Picture this:

You work in local government and your chief exec and leader have made a vlog about the new corporate strategy and vision for your borough. There is a glossy booklet, web pages and social media is doing its thing spreading the word about the future for your area.

'Welcome to Wooly Borough Council: the place to work, rest and play.  Our corporate vision: brighter futures, connectiveness, environments and happy streets.  We aim to do better, be more and digitize everything. Over the next three years, we are going to build business resilience, supply sustainable solutions, net zero services and support vulnerable communities'.

This is awesome. It’s why you got into public services, what a visionary vision, a futuristic future,  service-centric services! Finally!

Then you stop and ask, “that’s great, but, what do you mean?”

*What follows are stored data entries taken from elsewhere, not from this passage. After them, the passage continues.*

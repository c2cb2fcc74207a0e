//! Extrudable 2D shapes.
//!
//! Every shape stores its points in a local frame. The local frame is placed
//! in the world by a translation followed by a rotation, so hit-testing and
//! resizing happen in local space and only the frame moves when a shape is
//! translated or rotated.

mod circle;
mod polygon;
mod rectangle;

pub use circle::Circle;
pub use polygon::Polygon;
pub use rectangle::Rectangle;

use crate::mesh::{self, Vertex};
use kurbo::{Affine, Point, Rect, Vec2};
use serde::{Deserialize, Serialize};
use thiserror::Error;
use uuid::Uuid;

/// Unique identifier for shapes.
///
/// Copies of one shape across layers share the same id.
pub type ShapeId = Uuid;

/// Screen distance in pixels between a shape's top edge and its rotation marker.
pub const ROTATION_MARKER_DISTANCE: f64 = 20.0;

/// Height of the prism generated for body shapes, in world units.
pub const EXTRUSION_HEIGHT: f64 = 5.0;

/// Number of segments used to tessellate circle outlines.
pub const CIRCLE_SEGMENTS: usize = 48;

/// Offset applied to pasted shapes, in world units.
pub const PASTE_OFFSET: Vec2 = Vec2::new(2.0, -2.0);

/// Extents below this are treated as zero.
pub(crate) const DEGENERATE_EPSILON: f64 = 1e-6;

/// Errors raised when a drawing gesture tries to finish a shape.
#[derive(Debug, Clone, PartialEq, Error)]
pub enum ShapeError {
    #[error("shape needs at least {required} points, has {actual}")]
    TooFewPoints { required: usize, actual: usize },

    #[error("shape has a degenerate extent")]
    Degenerate,

    #[error("shape is not being drawn")]
    NotDrawing,
}

/// Whether a shape becomes a solid or only guides construction.
#[derive(Debug, Clone, Copy, PartialEq, Eq, Default, Serialize, Deserialize)]
pub enum SubType {
    /// Extruded into the 3D scene.
    #[default]
    Body,
    /// Kept in 2D only.
    Auxiliary,
}

impl SubType {
    /// Name used in design files.
    pub fn name(&self) -> &'static str {
        match self {
            SubType::Body => "body",
            SubType::Auxiliary => "auxiliary",
        }
    }

    /// Parse the name used in design files.
    pub fn from_name(name: &str) -> Option<Self> {
        match name {
            "body" => Some(SubType::Body),
            "auxiliary" => Some(SubType::Auxiliary),
            _ => None,
        }
    }
}

/// State shared by every shape kind: identity, subtype and the local frame.
#[derive(Debug, Clone, PartialEq, Serialize, Deserialize)]
pub struct ShapeBase {
    pub(crate) id: ShapeId,
    pub subtype: SubType,
    /// World position of the local origin.
    pub position: Point,
    /// Rotation of the local frame in radians, counter-clockwise.
    pub rotation: f64,
    #[serde(skip)]
    pub(crate) selected: bool,
    #[serde(skip)]
    pub(crate) drawing: bool,
}

impl ShapeBase {
    /// Create a frame whose origin sits at `origin` in world space.
    pub fn new(subtype: SubType, origin: Point) -> Self {
        Self {
            id: Uuid::new_v4(),
            subtype,
            position: origin,
            rotation: 0.0,
            selected: false,
            drawing: false,
        }
    }

    /// Local-to-world transform.
    pub fn transform(&self) -> Affine {
        Affine::translate(self.position.to_vec2()) * Affine::rotate(self.rotation)
    }
}

/// Common behaviour of all shapes.
///
/// Implementors provide their points and the shape-specific geometry; the
/// frame handling is shared.
pub trait ShapeTrait {
    fn base(&self) -> &ShapeBase;

    fn base_mut(&mut self) -> &mut ShapeBase;

    /// Local-space points defining the shape.
    fn points(&self) -> &[Point];

    fn points_mut(&mut self) -> &mut Vec<Point>;

    /// Inside test for a point already in local space.
    fn contains_local(&self, local: Point) -> bool;

    /// Closed outline in local space, counter-clockwise, without repeating the first point.
    fn outline(&self) -> Vec<Point>;

    /// Local outline as drawn in the overlay, and whether it is closed.
    fn preview_outline(&self) -> (Vec<Point>, bool) {
        (self.outline(), true)
    }

    /// Live feedback while drawing. With `snap_to_axis` rectangles become
    /// squares, circles stay round and a polygon's pending edge is forced
    /// horizontal or vertical.
    fn update_by_new_point(&mut self, local: Point, snap_to_axis: bool);

    /// Finish the drawing gesture.
    fn complete_drawing(&mut self) -> Result<(), ShapeError>;

    /// Append a vertex while drawing. Only polygons accept extra points.
    fn add_point(&mut self, _local: Point) {}

    fn id(&self) -> ShapeId {
        self.base().id
    }

    fn subtype(&self) -> SubType {
        self.base().subtype
    }

    fn is_selected(&self) -> bool {
        self.base().selected
    }

    fn set_selected(&mut self, selected: bool) {
        self.base_mut().selected = selected;
    }

    fn is_drawing(&self) -> bool {
        self.base().drawing
    }

    fn start_drawing(&mut self) {
        self.base_mut().drawing = true;
    }

    fn local_coordinate(&self, world: Point) -> Point {
        self.base().transform().inverse() * world
    }

    fn world_coordinate(&self, local: Point) -> Point {
        self.base().transform() * local
    }

    /// Whether a world-space point lies inside the filled area.
    fn hit(&self, world: Point) -> bool {
        self.contains_local(self.local_coordinate(world))
    }

    /// Bounding box of the points in local space.
    fn bounding_box(&self) -> Rect {
        let mut points = self.points().iter();
        let Some(first) = points.next() else {
            return Rect::ZERO;
        };
        points.fold(Rect::from_points(*first, *first), |rect, p| {
            rect.union_pt(*p)
        })
    }

    /// Local centre of the bounding box.
    fn center(&self) -> Point {
        self.bounding_box().center()
    }

    /// World position of the rotation marker for a view `scale` in pixels per unit.
    fn rotation_marker_position(&self, scale: f64) -> Point {
        let bbox = self.bounding_box();
        let top = Point::new(bbox.center().x, bbox.y1 + ROTATION_MARKER_DISTANCE / scale);
        self.world_coordinate(top)
    }

    fn translate(&mut self, delta: Vec2) {
        self.base_mut().position += delta;
    }

    /// Rotate about the shape's own centre, keeping that centre fixed in the world.
    fn rotate(&mut self, angle: f64) {
        let center = self.center();
        let world_center = self.world_coordinate(center);
        let base = self.base_mut();
        base.rotation += angle;
        let rotated = Affine::rotate(base.rotation) * center;
        base.position = world_center - rotated.to_vec2();
    }

    /// Scale every local point about a pivot given in local space.
    fn resize_local(&mut self, scale: Vec2, pivot: Point) {
        for p in self.points_mut().iter_mut() {
            p.x = pivot.x + (p.x - pivot.x) * scale.x;
            p.y = pivot.y + (p.y - pivot.y) * scale.y;
        }
    }

    /// Scale every local point about a pivot given in world space.
    fn resize(&mut self, scale: Vec2, pivot: Point) {
        let local = self.local_coordinate(pivot);
        self.resize_local(scale, local);
    }

    /// Triangle list of the extruded prism in world space.
    fn vertices(&self) -> Vec<Vertex> {
        let transform = self.base().transform();
        let outline: Vec<Point> = self.outline().into_iter().map(|p| transform * p).collect();
        mesh::extrude(&outline, EXTRUSION_HEIGHT, mesh::BODY_COLOR)
    }
}

/// Enum wrapper for all shape kinds.
#[derive(Debug, Clone, PartialEq, Serialize, Deserialize)]
pub enum Shape {
    Rectangle(Rectangle),
    Circle(Circle),
    Polygon(Polygon),
}

impl Shape {
    /// Start drawing a shape of the given kind at a world point.
    pub fn begin(kind: ShapeKind, subtype: SubType, origin: Point) -> Self {
        let mut shape = match kind {
            ShapeKind::Rectangle => Shape::Rectangle(Rectangle::new(subtype, origin)),
            ShapeKind::Circle => Shape::Circle(Circle::new(subtype, origin)),
            ShapeKind::Polygon => Shape::Polygon(Polygon::new(subtype, origin)),
        };
        shape.start_drawing();
        shape
    }

    pub fn kind(&self) -> ShapeKind {
        match self {
            Shape::Rectangle(_) => ShapeKind::Rectangle,
            Shape::Circle(_) => ShapeKind::Circle,
            Shape::Polygon(_) => ShapeKind::Polygon,
        }
    }

    /// Copy with a fresh identity.
    pub fn with_new_id(&self) -> Self {
        let mut shape = self.clone();
        shape.base_mut().id = Uuid::new_v4();
        shape
    }

    fn inner(&self) -> &dyn ShapeTrait {
        match self {
            Shape::Rectangle(s) => s,
            Shape::Circle(s) => s,
            Shape::Polygon(s) => s,
        }
    }

    fn inner_mut(&mut self) -> &mut dyn ShapeTrait {
        match self {
            Shape::Rectangle(s) => s,
            Shape::Circle(s) => s,
            Shape::Polygon(s) => s,
        }
    }
}

impl ShapeTrait for Shape {
    fn base(&self) -> &ShapeBase {
        self.inner().base()
    }

    fn base_mut(&mut self) -> &mut ShapeBase {
        self.inner_mut().base_mut()
    }

    fn points(&self) -> &[Point] {
        self.inner().points()
    }

    fn points_mut(&mut self) -> &mut Vec<Point> {
        self.inner_mut().points_mut()
    }

    fn contains_local(&self, local: Point) -> bool {
        self.inner().contains_local(local)
    }

    fn outline(&self) -> Vec<Point> {
        self.inner().outline()
    }

    fn preview_outline(&self) -> (Vec<Point>, bool) {
        self.inner().preview_outline()
    }

    fn update_by_new_point(&mut self, local: Point, snap_to_axis: bool) {
        self.inner_mut().update_by_new_point(local, snap_to_axis);
    }

    fn complete_drawing(&mut self) -> Result<(), ShapeError> {
        self.inner_mut().complete_drawing()
    }

    fn add_point(&mut self, local: Point) {
        self.inner_mut().add_point(local);
    }
}

/// Kind of shape, as named in design files.
#[derive(Debug, Clone, Copy, PartialEq, Eq, Serialize, Deserialize)]
pub enum ShapeKind {
    Rectangle,
    Circle,
    Polygon,
}

impl ShapeKind {
    pub fn name(&self) -> &'static str {
        match self {
            ShapeKind::Rectangle => "rectangle",
            ShapeKind::Circle => "circle",
            ShapeKind::Polygon => "polygon",
        }
    }

    pub fn from_name(name: &str) -> Option<Self> {
        match name {
            "rectangle" => Some(ShapeKind::Rectangle),
            "circle" => Some(ShapeKind::Circle),
            "polygon" => Some(ShapeKind::Polygon),
            _ => None,
        }
    }
}

/// Rebuild a completed shape from stored data.
pub fn reconstruct(
    kind: ShapeKind,
    subtype: SubType,
    position: Point,
    rotation: f64,
    points: Vec<Point>,
) -> Result<Shape, ShapeError> {
    let mut base = ShapeBase::new(subtype, position);
    base.rotation = rotation;
    let mut shape = match kind {
        ShapeKind::Rectangle => Shape::Rectangle(Rectangle { base, points }),
        ShapeKind::Circle => Shape::Circle(Circle { base, points }),
        ShapeKind::Polygon => Shape::Polygon(Polygon {
            base,
            points,
            current_point: None,
        }),
    };
    shape.start_drawing();
    shape.complete_drawing()?;
    Ok(shape)
}

/// Snap `p` so the segment from `anchor` is horizontal or vertical.
pub(crate) fn snap_to_axis(anchor: Point, p: Point) -> Point {
    let d = p - anchor;
    if d.x.abs() >= d.y.abs() {
        Point::new(p.x, anchor.y)
    } else {
        Point::new(anchor.x, p.y)
    }
}

/// Make the box from `anchor` to `p` square, keeping the drag direction.
pub(crate) fn snap_to_square(anchor: Point, p: Point) -> Point {
    let d = p - anchor;
    let side = d.x.abs().max(d.y.abs());
    Point::new(
        anchor.x + side.copysign(d.x),
        anchor.y + side.copysign(d.y),
    )
}

/// Check the two-corner shapes share: both corners present and a non-empty box.
pub(crate) fn check_corners(points: &[Point]) -> Result<(), ShapeError> {
    if points.len() < 2 {
        return Err(ShapeError::TooFewPoints {
            required: 2,
            actual: points.len(),
        });
    }
    let d = points[1] - points[0];
    if d.x.abs() < DEGENERATE_EPSILON || d.y.abs() < DEGENERATE_EPSILON {
        return Err(ShapeError::Degenerate);
    }
    Ok(())
}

Our research into change during the COVID pandemic

Since March 2020 we’ve been conducting industry research into how local government reacted to the pandemic, which processes were enhanced, and which ways of working went out the window. We interviewed leaders, directors and chief executives and held panel discussions online examining how, exactly, local government handled change during the pandemic.

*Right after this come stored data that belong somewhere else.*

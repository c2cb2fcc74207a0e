//! Pointer input model.

use kurbo::Point;
use serde::{Deserialize, Serialize};
use std::time::{Duration, Instant};

/// Mouse button identifiers.
#[derive(Debug, Clone, Copy, PartialEq, Eq, Hash, Serialize, Deserialize)]
pub enum MouseButton {
    Left,
    Right,
    Middle,
}

/// Modifier keys state, sampled per event.
#[derive(Debug, Clone, Copy, Default, PartialEq, Eq, Serialize, Deserialize)]
pub struct Modifiers {
    pub shift: bool,
    pub ctrl: bool,
    pub alt: bool,
    pub meta: bool,
}

impl Modifiers {
    pub const NONE: Modifiers = Modifiers {
        shift: false,
        ctrl: false,
        alt: false,
        meta: false,
    };

    pub fn shift() -> Self {
        Self {
            shift: true,
            ..Self::NONE
        }
    }

    pub fn ctrl() -> Self {
        Self {
            ctrl: true,
            ..Self::NONE
        }
    }
}

/// Pointer events in screen pixels.
#[derive(Debug, Clone, Copy, PartialEq, Serialize, Deserialize)]
pub enum PointerEvent {
    Down {
        position: Point,
        button: MouseButton,
        modifiers: Modifiers,
    },
    Up {
        position: Point,
        button: MouseButton,
        modifiers: Modifiers,
    },
    Move {
        position: Point,
        modifiers: Modifiers,
    },
    DoubleClick {
        position: Point,
        button: MouseButton,
        modifiers: Modifiers,
    },
    /// Wheel motion in notch units, positive away from the user.
    Wheel { delta: f64 },
}

/// Double-click detection constants.
const DOUBLE_CLICK_TIME_MS: u64 = 500;
const DOUBLE_CLICK_DISTANCE: f64 = 5.0;

/// Turns a stream of presses into single and double clicks.
#[derive(Debug, Clone, Default)]
pub struct ClickTracker {
    last_click: Option<(Instant, Point, MouseButton)>,
}

impl ClickTracker {
    pub fn new() -> Self {
        Self::default()
    }

    /// Register a press and report whether it completes a double-click.
    pub fn register_press(&mut self, position: Point, button: MouseButton, now: Instant) -> bool {
        if let Some((time, last_position, last_button)) = self.last_click {
            let elapsed = now.saturating_duration_since(time);
            if last_button == button
                && elapsed < Duration::from_millis(DOUBLE_CLICK_TIME_MS)
                && (position - last_position).hypot() < DOUBLE_CLICK_DISTANCE
            {
                // A third click starts a new sequence.
                self.last_click = None;
                return true;
            }
        }
        self.last_click = Some((now, position, button));
        false
    }
}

As a result of this work, we started working directly with local councils to evaluate their responses which led to opportunities for further research.


So what did we find 

We found that there are six ingredients needed for effective change.  Coming in at numbers one and two are purpose and clarity.

Purpose and clarity are like crackers and cheese. Sure, have them separately if you want, be a foolish snacker. But put them together and you have a winning formula for communicating change/eating snacks, whichever metaphor you’re managing to follow here.


Clarifying our purpose 

Cheese aside, our research told us that people need a mission to get behind. And at every level, people need clear expectations, instructions and targets in order to achieve that mission. There are dozens of management models proving exactly this (SMART goals, Johari windows, SWOTs, ADKARs, PESTLEs), and yet we found that pre-pandemic, clarity was a little muddy.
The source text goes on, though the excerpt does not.